MAMMUNU' || Tradisi Maulid Nabi Ala Mandar.

Bagi masyarakat Mandar, mendengar kata Maulid atau Mammunu' atau peringatan hari lahir Nabi Muhammad SAW yang diperingati setiap tanggal 12 Rabiul Awwal dalam kalender Islam. Ada dua nama kampung yang kerap tersebut yakni Lambanan Balanipa dan Salabose di Majene. 

Dua kampung yang tersebut menjadi sakral disebabkan tak ada yang boleh mendahului ritual peringatan Maulid ini jika tak ingin kena bala'. Mitos ini sangat diyakini oleh masyarakat sehingga kedua tempat ini selalu memperingati Maulid tepat 12 Rabiul Awal setiap tahunnya. Sebab setelah itu,  kampung kampung yang ingin merayakan Maulid sudah bisa menjadwalkannya.  

Kampung lain yang terkenal dalam tradisi Mammunu' adalah Pambusuang (Sappambusuangang/Pambusuang lama) dimana perayaan Maulid di kampung ini lebih meriah dari dua hari raya Islam (Idain: Idul Fitri dan Idul Adha). Dan itu berlangsung menahun. Secara, Peringatan ini memang memiliki makna mendalam bagi umat Islam di dunia sebagai momen untuk memperkuat cinta kepada Rasulullah dan meneladani akhlak mulianya. Demikian pula di Mandar. 

Sejarah Maulid Nabi

Secara umum, Peringatan Maulid Nabi diyakini dimulai sejak zaman Dinasti Fatimiyah pada abad ke-11 Masehi, meskipun ada pendapat yang menyebutkan bahwa peringatan ini sudah ada sejak zaman Nabi Muhammad SAW masih hidup atau pada masa Khalifah al-Mahdi bin Mansur al-Abbas. Tradisi ini kemudian berkembang luas di berbagai negara dan budaya Islam. Termasuk ke Indonesia dan Sulawesi di Mandar (baca: Sulawesi Barat)

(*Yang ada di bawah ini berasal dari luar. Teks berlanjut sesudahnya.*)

// Copyright (c) 2026 ptdbg Authors.
//
// Licensed under the Apache License, Version 2.0 (the "License");
// you may not use this file except in compliance with the License.
// You may obtain a copy of the License at
//
//     http://www.apache.org/licenses/LICENSE-2.0
//
// Unless required by applicable law or agreed to in writing, software
// distributed under the License is distributed on an "AS IS" BASIS,
// WITHOUT WARRANTIES OR CONDITIONS OF ANY KIND, either express or implied.
// See the License for the specific language governing permissions and
// limitations under the License.

//! Software breakpoints: a single `int3` byte patched over the first byte of
//! an instruction. Patching is done a word at a time through the tracee.

use std::collections::BTreeMap;

use log::trace;
use nix::unistd::Pid;

use crate::error::{DebugError, Result};
use crate::process::Tracee;

/// x86 `int3`
pub const TRAP_OPCODE: u8 = 0xCC;

#[derive(Debug, Clone, PartialEq, Eq)]
pub struct Breakpoint {
    pid: Pid,
    address: u64,
    enabled: bool,
    /// Original byte under the trap; captured by the first `enable`.
    saved: Option<u8>,
}

impl Breakpoint {
    pub fn new(pid: Pid, address: u64) -> Self {
        Self {
            pid,
            address,
            enabled: false,
            saved: None,
        }
    }

    pub fn address(&self) -> u64 {
        self.address
    }

    pub fn is_enabled(&self) -> bool {
        self.enabled
    }

    pub fn saved_byte(&self) -> Option<u8> {
        self.saved
    }

    /// Patch the trap byte in. Enabling twice is a no-op, so the trap opcode
    /// is never mistaken for original code.
    pub fn enable<T: Tracee + ?Sized>(&mut self, tracee: &T) -> Result<()> {
        if self.enabled {
            return Ok(());
        }
        let word = tracee.read_word(self.address)?;
        let original = (word & 0xff) as u8;
        tracee.write_word(self.address, (word & !0xff) | TRAP_OPCODE as u64)?;
        trace!("pid {}: int3 at {:#x} (saved {:#04x})", self.pid, self.address, original);
        self.saved = Some(original);
        self.enabled = true;
        Ok(())
    }

    /// Put the original byte back. Disabling a disabled breakpoint is a no-op.
    pub fn disable<T: Tracee + ?Sized>(&mut self, tracee: &T) -> Result<()> {
        let (true, Some(original)) = (self.enabled, self.saved) else {
            return Ok(());
        };
        let word = tracee.read_word(self.address)?;
        tracee.write_word(self.address, (word & !0xff) | original as u64)?;
        trace!("pid {}: restored {:#04x} at {:#x}", self.pid, original, self.address);
        self.enabled = false;
        Ok(())
    }
}

/// Breakpoints of one session, keyed by runtime address.
#[derive(Debug, Default)]
pub struct BreakpointSet {
    breakpoints: BTreeMap<u64, Breakpoint>,
}

impl BreakpointSet {
    pub fn new() -> Self {
        Self::default()
    }

    /// Create and enable a breakpoint at `address`. Returns `false` when one
    /// already existed there; it is left as it was.
    pub fn insert<T: Tracee + ?Sized>(&mut self, tracee: &T, address: u64) -> Result<bool> {
        if self.breakpoints.contains_key(&address) {
            return Ok(false);
        }
        let mut bp = Breakpoint::new(tracee.pid(), address);
        bp.enable(tracee)?;
        self.breakpoints.insert(address, bp);
        Ok(true)
    }

    /// Disable and forget the breakpoint at `address`.
    pub fn remove<T: Tracee + ?Sized>(&mut self, tracee: &T, address: u64) -> Result<()> {
        let bp = self
            .breakpoints
            .get_mut(&address)
            .ok_or(DebugError::BreakpointNotFound(address))?;
        bp.disable(tracee)?;
        self.breakpoints.remove(&address);
        Ok(())
    }

    /// Drop the record without touching memory. For a process that is gone.
    pub fn forget(&mut self, address: u64) -> bool {
        self.breakpoints.remove(&address).is_some()
    }

    pub fn enable<T: Tracee + ?Sized>(&mut self, tracee: &T, address: u64) -> Result<()> {
        self.breakpoints
            .get_mut(&address)
            .ok_or(DebugError::BreakpointNotFound(address))?
            .enable(tracee)
    }

    pub fn disable<T: Tracee + ?Sized>(&mut self, tracee: &T, address: u64) -> Result<()> {
        self.breakpoints
            .get_mut(&address)
            .ok_or(DebugError::BreakpointNotFound(address))?
            .disable(tracee)
    }

    pub fn is_enabled_at(&self, address: u64) -> bool {
        self.breakpoints.get(&address).is_some_and(Breakpoint::is_enabled)
    }

    pub fn iter(&self) -> impl Iterator<Item = &Breakpoint> {
        self.breakpoints.values()
    }

    pub fn addresses(&self) -> Vec<u64> {
        self.breakpoints.keys().copied().collect()
    }

    pub fn len(&self) -> usize {
        self.breakpoints.len()
    }

    pub fn is_empty(&self) -> bool {
        self.breakpoints.is_empty()
    }
}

Khusus di Mandar, peringatan Maulid Nabi Muhammad SAW identik dengan keberadaan dua sosok ulama yang datang ke Mandar yakni Syekh Abdul Mannan (Salabose) dan Syekh Abdurrahim Kamaluddin (Balanipa) yang diteruskan oleh Annagguru Malolo di Lambanan. Demikian juga dari trah ulama Salabose tersebut Daettq I Moro Tomatindo di Masigi yang makamnya tepat berada di samping Mihrab Masjid Syekh Abdul Mannan Salabose. 

Perlu diketahui bahwa Islam menjadi agama resmi diberbagai kerajaan di Mandar secara bertahap dimulai Tahun 1600-an awal dari masuknya Syekh Abdurrahim Kamaluddin (Binuang Balanipa), RM. Suryodilogo (Pamboang), Syekh Zakariyah (Sendana), Syekh Sufi Abbas Tuan di Bulobulo (pegunungan). Agama Islam sendiri belum ada kesefahaman kapan mulai masuk, tapi jelas sebelum ulama besar itu berada di Mandar, Islam sudah dikenal di berbagai pesidir Sulawesi, termasuk Mandar. 

Hal unik dari perayaan Maulid atau Mammunu' di Mandar adalah munculnya tradisi baru yakni Pappatamma', Sayyang Pattu'du' dan Kalinda'da', Tiri dan pembacaan Barzanji (zikkir munu') yang tak lain adalah kitab karangan Syekh Abu Ja'far Al Barzanji pada era kepemimpinan Sultan Sakahuddun Al Ayyubi. 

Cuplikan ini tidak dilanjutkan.